INPUT RECORDS START

// Copyright (c) 2025 Soumyadip Sarkar.
// All rights reserved.
//
// This source code is licensed under the license found in the
// LICENSE file in the root directory of this source tree.

use anyhow::Result;
use rusqlite::Connection;
use serde::Serialize;

use super::id;
use crate::engine;
use crate::utils::{fmt_money, maybe_print_json};

#[derive(Serialize)]
struct BalanceOut {
    user_id: i64,
    balance: rust_decimal::Decimal,
}

pub fn handle(conn: &Connection, m: &clap::ArgMatches) -> Result<()> {
    let user_id = id(m, "user_id")?;
    let balance = engine::balance(conn, user_id)?;
    let out = BalanceOut { user_id, balance };
    if !maybe_print_json(m.get_flag("json"), &out)? {
        println!("Balance for user {}: {}", user_id, fmt_money(&balance));
    }
    Ok(())
}
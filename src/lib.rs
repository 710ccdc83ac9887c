// Copyright (c) AlphaVelocity.
// All rights reserved.
//
// This source code is licensed under the license found in the
// LICENSE file in the root directory of this source tree.

pub mod cli;
pub mod commands;
pub mod credentials;
pub mod db;
pub mod engine;
pub mod error;
pub mod logging;
pub mod models;
pub mod seed;
pub mod store;
pub mod utils;

pub use error::{LedgerError, LedgerResult};
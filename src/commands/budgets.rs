// Copyright (c) 2025 Soumyadip Sarkar.
// All rights reserved.
//
// This source code is licensed under the license found in the
// LICENSE file in the root directory of this source tree.

use anyhow::Result;
use rusqlite::Connection;

use super::{arg, id};
use crate::utils::{fmt_money, maybe_print_json, parse_decimal, pretty_table};
use crate::{engine, store};

fn period(m: &clap::ArgMatches) -> Result<(i64, u32, i32)> {
    let user_id = id(m, "user")?;
    let month = m.get_one::<u32>("month").copied().unwrap_or_default();
    let year = m.get_one::<i32>("year").copied().unwrap_or_default();
    Ok((user_id, month, year))
}

pub fn handle(conn: &mut Connection, m: &clap::ArgMatches) -> Result<()> {
    match m.subcommand() {
        Some(("set", sub)) => {
            let (user_id, month, year) = period(sub)?;
            let category_id = id(sub, "category")?;
            let amount = parse_decimal(arg(sub, "amount")?)?;
            let budget = store::set_budget(conn, user_id, category_id, month, year, amount)?;
            println!(
                "Budget for category {} in {:02}/{} set to {}",
                budget.category_id,
                budget.month,
                budget.year,
                fmt_money(&budget.planned)
            );
        }
        Some(("report", sub)) => {
            let (user_id, month, year) = period(sub)?;
            let lines = engine::budget_report(conn, user_id, month, year)?;
            if !maybe_print_json(sub.get_flag("json"), &lines)? {
                let data = lines
                    .into_iter()
                    .map(|l| {
                        vec![
                            l.category,
                            fmt_money(&l.planned),
                            fmt_money(&l.spent),
                            fmt_money(&l.remaining),
                        ]
                    })
                    .collect();
                println!(
                    "{}",
                    pretty_table(&["Category", "Planned", "Spent", "Remaining"], data)
                );
            }
        }
        _ => {}
    }
    Ok(())
}
// Copyright (c) 2025 Soumyadip Sarkar.
// All rights reserved.
//
// This source code is licensed under the license found in the
// LICENSE file in the root directory of this source tree.

use anyhow::Result;
use rusqlite::Connection;

use super::arg;
use crate::models::CategoryKind;
use crate::store;
use crate::utils::{maybe_print_json, pretty_table};

pub fn handle(conn: &mut Connection, m: &clap::ArgMatches) -> Result<()> {
    match m.subcommand() {
        Some(("add", sub)) => {
            let name = arg(sub, "name")?;
            let kind = arg(sub, "kind")?.parse::<CategoryKind>()?;
            let category = store::create_category(conn, name, kind)?;
            println!(
                "Added category '{}' ({}, id {})",
                category.name, category.kind, category.id
            );
        }
        Some(("list", sub)) => {
            let categories = store::list_categories(conn)?;
            if !maybe_print_json(sub.get_flag("json"), &categories)? {
                let data = categories
                    .into_iter()
                    .map(|c| vec![c.id.to_string(), c.name, c.kind.to_string()])
                    .collect();
                println!("{}", pretty_table(&["Id", "Category", "Kind"], data));
            }
        }
        _ => {}
    }
    Ok(())
}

INPUT RECORDS END

TASK BRIEF:
Look above for lines with the word "month" and copy them all.

FINISHED EXERCISE:
    let month = m.get_one::<u32>("month").copied().unwrap_or_default();
    Ok((user_id, month, year))
            let (user_id, month, year) = period(sub)?;
            let budget = store::set_budget(conn, user_id, category_id, month, year, amount)?;
                budget.month,
            let (user_id, month, year) = period(sub)?;
            let lines = engine::budget_report(conn, user_id, month, year)?;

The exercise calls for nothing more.